Wednesday, May 19, 2010

Mortgage Delinquencies by Period and by State

The map above shows where delinquencies have steepened since October 2009.  The more red an area is the more severe the change. Green indicates areas where conditions have improved, and the gray shading indicates areas where there has been no change

In almost all parts of California, Washington and Oregon, delinquencies are far worse than they were a year ago.
Disturbingly, there are only a handful of counties across the nation where mortgage delinquencies are actually improving over last year. (Kudos to Beaverhead, Montana and Red River, Texas!)
The New York Fed's website, which also tracks other measures of consumer credit, including auto loans, student loans, and bank loans, is intended to help "government agencies, community groups, commercial institutions and other practitioners better understand, monitor and respond to local conditions associated with foreclosures and credit and mortgage delinquencies."

Much was made last quarter about the decline in the 30 day delinquency "bucket" (percent of loans between 30 and 60 days delinquent). Unfortunately the seasonally adjusted 30 day delinquency rate increased in Q1 2010.

Note: there are some questions about the seasonal adjustment, especially for the 90 day bucket since we've never seen numbers this high before, but the adjustment for the 30 and 60 day periods are probably reasonable.

MBA Delinquency by Period
Click on graph for larger image in new window.
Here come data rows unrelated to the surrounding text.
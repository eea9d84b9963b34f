//! Type definitions stored in the registry.

use std::fmt;
use std::sync::Arc;

use indexmap::IndexMap;
use serde_json::{Map, Value};

use super::{ArgsId, TypeId, TypeKind, TypeRef};

/// Field resolver hook: `(parent value, arguments) -> field value`.
///
/// Carried through compilation untouched; invoking it is the execution layer's job.
pub type Resolver = Arc<dyn Fn(&Value, &Map<String, Value>) -> Value + Send + Sync>;

/// Union discriminator hook: maps a runtime value to a member index.
pub type UnionResolver = Arc<dyn Fn(&Value) -> Option<usize> + Send + Sync>;

/// A registered type.
#[derive(Clone, Debug)]
pub enum TypeDef {
    Scalar(Arc<ScalarType>),
    Object(ObjectType),
    InputObject(InputObjectType),
    Enum(Arc<EnumType>),
    Union(UnionType),
}

impl TypeDef {
    pub fn kind(&self) -> TypeKind {
        match self {
            Self::Scalar(_) => TypeKind::Scalar,
            Self::Object(_) => TypeKind::Object,
            Self::InputObject(_) => TypeKind::InputObject,
            Self::Enum(_) => TypeKind::Enum,
            Self::Union(_) => TypeKind::Union,
        }
    }

    pub fn name(&self) -> &str {
        match self {
            Self::Scalar(s) => &s.name,
            Self::Object(o) => &o.name,
            Self::InputObject(i) => &i.name,
            Self::Enum(e) => &e.name,
            Self::Union(u) => &u.name,
        }
    }

    pub fn description(&self) -> Option<&str> {
        match self {
            Self::Scalar(s) => s.description.as_deref(),
            Self::Object(o) => o.description.as_deref(),
            Self::InputObject(i) => i.description.as_deref(),
            Self::Enum(e) => e.description.as_deref(),
            Self::Union(u) => u.description.as_deref(),
        }
    }
}

/// Scalar type. Built-ins are pre-registered; custom scalars are authored up front.
#[derive(Clone, Debug, PartialEq, Eq)]
pub struct ScalarType {
    pub name: String,
    pub description: Option<String>,
}

impl ScalarType {
    pub fn new(name: impl Into<String>) -> Self {
        Self {
            name: name.into(),
            description: None,
        }
    }

    pub fn description(mut self, value: impl Into<String>) -> Self {
        self.description = Some(value.into());
        self
    }
}

/// One symbolic value of an enum.
#[derive(Clone, Debug, PartialEq)]
pub struct EnumValue {
    /// Internal value the symbol stands for.
    pub value: Value,
    pub description: Option<String>,
}

/// Enum type with values in declaration order.
#[derive(Clone, Debug, PartialEq)]
pub struct EnumType {
    pub name: String,
    pub description: Option<String>,
    pub values: IndexMap<String, EnumValue>,
}

impl EnumType {
    /// Symbol names in declaration order.
    pub fn symbols(&self) -> impl Iterator<Item = &str> {
        self.values.keys().map(String::as_str)
    }
}

/// Output object type. Fields are filled in after registration.
#[derive(Clone, Debug, Default)]
pub struct ObjectType {
    pub name: String,
    pub description: Option<String>,
    pub fields: IndexMap<String, OutputField>,
}

/// Input object type. Fields are filled in after registration.
#[derive(Clone, Debug, Default)]
pub struct InputObjectType {
    pub name: String,
    pub description: Option<String>,
    pub fields: IndexMap<String, InputField>,
}

/// Field of an output object.
#[derive(Clone)]
pub struct OutputField {
    pub ty: TypeRef,
    /// Shared argument list; may still be filling up while the field exists.
    pub args: Option<ArgsId>,
    pub resolve: Option<Resolver>,
    pub subscribe: Option<Resolver>,
    pub description: Option<String>,
    pub deprecation_reason: Option<String>,
}

impl OutputField {
    pub fn new(ty: TypeRef) -> Self {
        Self {
            ty,
            args: None,
            resolve: None,
            subscribe: None,
            description: None,
            deprecation_reason: None,
        }
    }
}

impl fmt::Debug for OutputField {
    fn fmt(&self, f: &mut fmt::Formatter<'_>) -> fmt::Result {
        f.debug_struct("OutputField")
            .field("ty", &self.ty)
            .field("args", &self.args)
            .field("resolve", &self.resolve.is_some())
            .field("subscribe", &self.subscribe.is_some())
            .field("description", &self.description)
            .field("deprecation_reason", &self.deprecation_reason)
            .finish()
    }
}

/// Field of an input object.
#[derive(Clone, Debug, PartialEq)]
pub struct InputField {
    /// Name the field is exposed under (may differ from its map key).
    pub name: String,
    pub ty: TypeRef,
    pub default_value: Option<Value>,
    pub description: Option<String>,
    pub deprecation_reason: Option<String>,
}

/// Entry of an argument list.
#[derive(Clone, Debug, PartialEq)]
pub struct ArgumentField {
    pub ty: TypeRef,
    pub default_value: Option<Value>,
    pub description: Option<String>,
    pub deprecation_reason: Option<String>,
}

/// Union of object types with a runtime discriminator.
#[derive(Clone)]
pub struct UnionType {
    pub name: String,
    pub description: Option<String>,
    pub members: Vec<TypeId>,
    pub resolver: UnionResolver,
}

impl UnionType {
    /// Pick the member type a runtime value belongs to.
    pub fn resolve_type(&self, value: &Value) -> Option<TypeId> {
        let index = (self.resolver)(value)?;
        self.members.get(index).copied()
    }
}

impl fmt::Debug for UnionType {
    fn fmt(&self, f: &mut fmt::Formatter<'_>) -> fmt::Result {
        f.debug_struct("UnionType")
            .field("name", &self.name)
            .field("description", &self.description)
            .field("members", &self.members)
            .finish_non_exhaustive()
    }
}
Loans 30 days delinquent increased to 3.45%, about the same level as in Q4 2008.

Provided by Donna Antonucci
Prudential Castle Point Realty

Delinquent loans in the 60 day bucket increased too, and are also close to the Q4 2008 level. This suggests that the pipeline is still filling up at a high rate, but slightly below the rates of early 2009.

The 90+ day and 'in foreclosure' rates are at record levels. Obviously the lenders have been slow to start foreclosure proceedings - and the 90+ day delinquent bucket is very full. Also lenders have been slow to actually foreclose - and the 'in foreclosure' bucket is at record levels.
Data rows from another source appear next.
//! Schema printer.
//!
//! Types are printed in registration order, built-ins skipped. Roots keep the
//! conventional names, so no `schema { ... }` block is needed.

use serde_json::Value;

use super::Config;
use crate::types::{
    ArgsId, EnumType, InputObjectType, ObjectType, ScalarType, TypeDef, TypeRef, UnionType,
};
use crate::{Colors, Schema};

const INDENT: &str = "  ";

/// SDL printer over a compiled schema.
pub struct Printer<'a> {
    schema: &'a Schema,
    config: Config,
    output: String,
}

impl<'a> Printer<'a> {
    pub fn new(schema: &'a Schema, config: Config) -> Self {
        Self {
            schema,
            config,
            output: String::new(),
        }
    }

    fn c(&self) -> Colors {
        self.config.colors
    }

    pub fn print(mut self) -> String {
        let schema = self.schema;
        for (_, def) in schema.registry().user_types() {
            match def {
                TypeDef::Scalar(scalar) => self.print_scalar(scalar),
                TypeDef::Object(object) => self.print_object(object),
                TypeDef::InputObject(input) => self.print_input(input),
                TypeDef::Enum(enum_type) => self.print_enum(enum_type),
                TypeDef::Union(union) => self.print_union(union),
            }
            self.output.push('\n');
        }

        self.output.truncate(self.output.trim_end().len());
        if !self.output.is_empty() {
            self.output.push('\n');
        }
        self.output
    }

    fn print_scalar(&mut self, scalar: &ScalarType) {
        let c = self.c();
        self.print_description(scalar.description.as_deref(), "");
        self.output.push_str(&format!(
            "{} {}\n",
            c.paint(c.keyword, "scalar"),
            c.paint(c.type_name, &scalar.name)
        ));
    }

    fn print_object(&mut self, object: &ObjectType) {
        self.print_description(object.description.as_deref(), "");
        self.open_block("type", &object.name);

        for (name, field) in &object.fields {
            self.print_description(field.description.as_deref(), INDENT);
            let args = field.args.map(|id| self.render_args(id)).unwrap_or_default();
            let ty = self.render_type(&field.ty);
            self.output
                .push_str(&format!("{INDENT}{name}{args}: {ty}"));
            self.print_deprecation(field.deprecation_reason.as_deref());
            self.output.push('\n');
        }

        self.close_block();
    }

    fn print_input(&mut self, input: &InputObjectType) {
        self.print_description(input.description.as_deref(), "");
        self.open_block("input", &input.name);

        for field in input.fields.values() {
            self.print_description(field.description.as_deref(), INDENT);
            let ty = self.render_type(&field.ty);
            let default = self.render_default(field.default_value.as_ref());
            self.output
                .push_str(&format!("{INDENT}{}: {ty}{default}", field.name));
            self.print_deprecation(field.deprecation_reason.as_deref());
            self.output.push('\n');
        }

        self.close_block();
    }

    fn print_enum(&mut self, enum_type: &EnumType) {
        self.print_description(enum_type.description.as_deref(), "");
        self.open_block("enum", &enum_type.name);

        for (symbol, value) in &enum_type.values {
            self.print_description(value.description.as_deref(), INDENT);
            self.output.push_str(&format!("{INDENT}{symbol}\n"));
        }

        self.close_block();
    }

    fn print_union(&mut self, union: &UnionType) {
        let c = self.c();
        self.print_description(union.description.as_deref(), "");

        let schema = self.schema;
        let registry = schema.registry();
        let members: Vec<String> = union
            .members
            .iter()
            .map(|&id| c.paint(c.type_name, registry.name(id).unwrap_or("?")))
            .collect();
        let separator = format!(" {} ", c.paint(c.punct, "|"));

        self.output.push_str(&format!(
            "{} {} {} {}\n",
            c.paint(c.keyword, "union"),
            c.paint(c.type_name, &union.name),
            c.paint(c.punct, "="),
            members.join(&separator)
        ));
    }

    fn open_block(&mut self, keyword: &str, name: &str) {
        let c = self.c();
        self.output.push_str(&format!(
            "{} {} {}\n",
            c.paint(c.keyword, keyword),
            c.paint(c.type_name, name),
            c.paint(c.punct, "{")
        ));
    }

    fn close_block(&mut self) {
        let c = self.c();
        self.output.push_str(&format!("{}\n", c.paint(c.punct, "}")));
    }

    fn print_description(&mut self, description: Option<&str>, indent: &str) {
        if !self.config.descriptions {
            return;
        }
        let Some(text) = description else {
            return;
        };

        let c = self.c();
        if text.contains('\n') {
            self.output
                .push_str(&format!("{indent}{}\"\"\"\n", c.description));
            for line in text.lines() {
                self.output.push_str(&format!("{indent}{line}\n"));
            }
            self.output
                .push_str(&format!("{indent}\"\"\"{}\n", c.reset));
        } else {
            self.output
                .push_str(&format!("{indent}{}\n", c.paint(c.description, &quote(text))));
        }
    }

    fn print_deprecation(&mut self, reason: Option<&str>) {
        let Some(reason) = reason else {
            return;
        };
        let c = self.c();
        self.output.push_str(&format!(
            " {}{} {}{}",
            c.paint(c.keyword, "@deprecated"),
            c.paint(c.punct, "(reason:"),
            c.paint(c.literal, &quote(reason)),
            c.paint(c.punct, ")")
        ));
    }

    fn render_args(&self, id: ArgsId) -> String {
        let arguments = self.schema.registry().arguments(id);
        if arguments.is_empty() {
            return String::new();
        }

        let rendered: Vec<String> = arguments
            .iter()
            .map(|(name, arg)| {
                let ty = self.render_type(&arg.ty);
                let default = self.render_default(arg.default_value.as_ref());
                format!("{name}: {ty}{default}")
            })
            .collect();
        format!("({})", rendered.join(", "))
    }

    fn render_type(&self, ty: &TypeRef) -> String {
        let c = self.c();
        let registry = self.schema.registry();
        match ty {
            TypeRef::Named(id) => c.paint(c.type_name, registry.name(*id).unwrap_or("?")),
            TypeRef::List(inner) => format!("[{}]", self.render_type(inner)),
            TypeRef::NonNull(inner) => format!("{}!", self.render_type(inner)),
        }
    }

    fn render_default(&self, value: Option<&Value>) -> String {
        match value {
            Some(value) => {
                let c = self.c();
                format!(" = {}", c.paint(c.literal, &literal(value)))
            }
            None => String::new(),
        }
    }
}

/// GraphQL literal for a JSON value.
fn literal(value: &Value) -> String {
    match value {
        Value::Null => "null".to_owned(),
        Value::Bool(b) => b.to_string(),
        Value::Number(n) => n.to_string(),
        Value::String(s) => quote(s),
        Value::Array(items) => {
            let items: Vec<String> = items.iter().map(literal).collect();
            format!("[{}]", items.join(", "))
        }
        Value::Object(entries) => {
            let entries: Vec<String> = entries
                .iter()
                .map(|(key, value)| format!("{key}: {}", literal(value)))
                .collect();
            format!("{{{}}}", entries.join(", "))
        }
    }
}

fn quote(text: &str) -> String {
    let mut out = String::with_capacity(text.len() + 2);
    out.push('"');
    for ch in text.chars() {
        match ch {
            '"' => out.push_str("\\\""),
            '\\' => out.push_str("\\\\"),
            '\n' => out.push_str("\\n"),
            '\t' => out.push_str("\\t"),
            _ => out.push(ch),
        }
    }
    out.push('"');
    out
}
These seriously delinquent loans are the 4.3 million loans MBA Chief Economist Jay Brinkmann referred to as the "shadow inventory" on the conference call this morning. Not all are really "shadow inventory" since some of these loans will be modified, some will be cured (probably very few), and some are probably already listed as short sales. But it does suggest a significant number of distressed sales coming.

The second graph shows the delinquency rate by state (red is seriously delinquent: 90+ days or in foreclosure, blue is delinquent less than 90 days).
MBA Delinquency rate by State

This highlights a couple more points that Brinkmann made this morning: 1) the largest category of delinquent loans are fixed rate prime loans, and 2) this is not just a "sand state" problem. Brinkmann argued the foreclosure crisis is now being driven by economic problems as opposed to the bursting of the housing price bubble - and this is showing up in prime loans and all states. Although Florida and Nevada are very high, notice that the blue bar (new delinquencies) are higher in many other states.

Thirty four states and the District of Columbia have total delinquency rates over 10%. This is a widespread problem.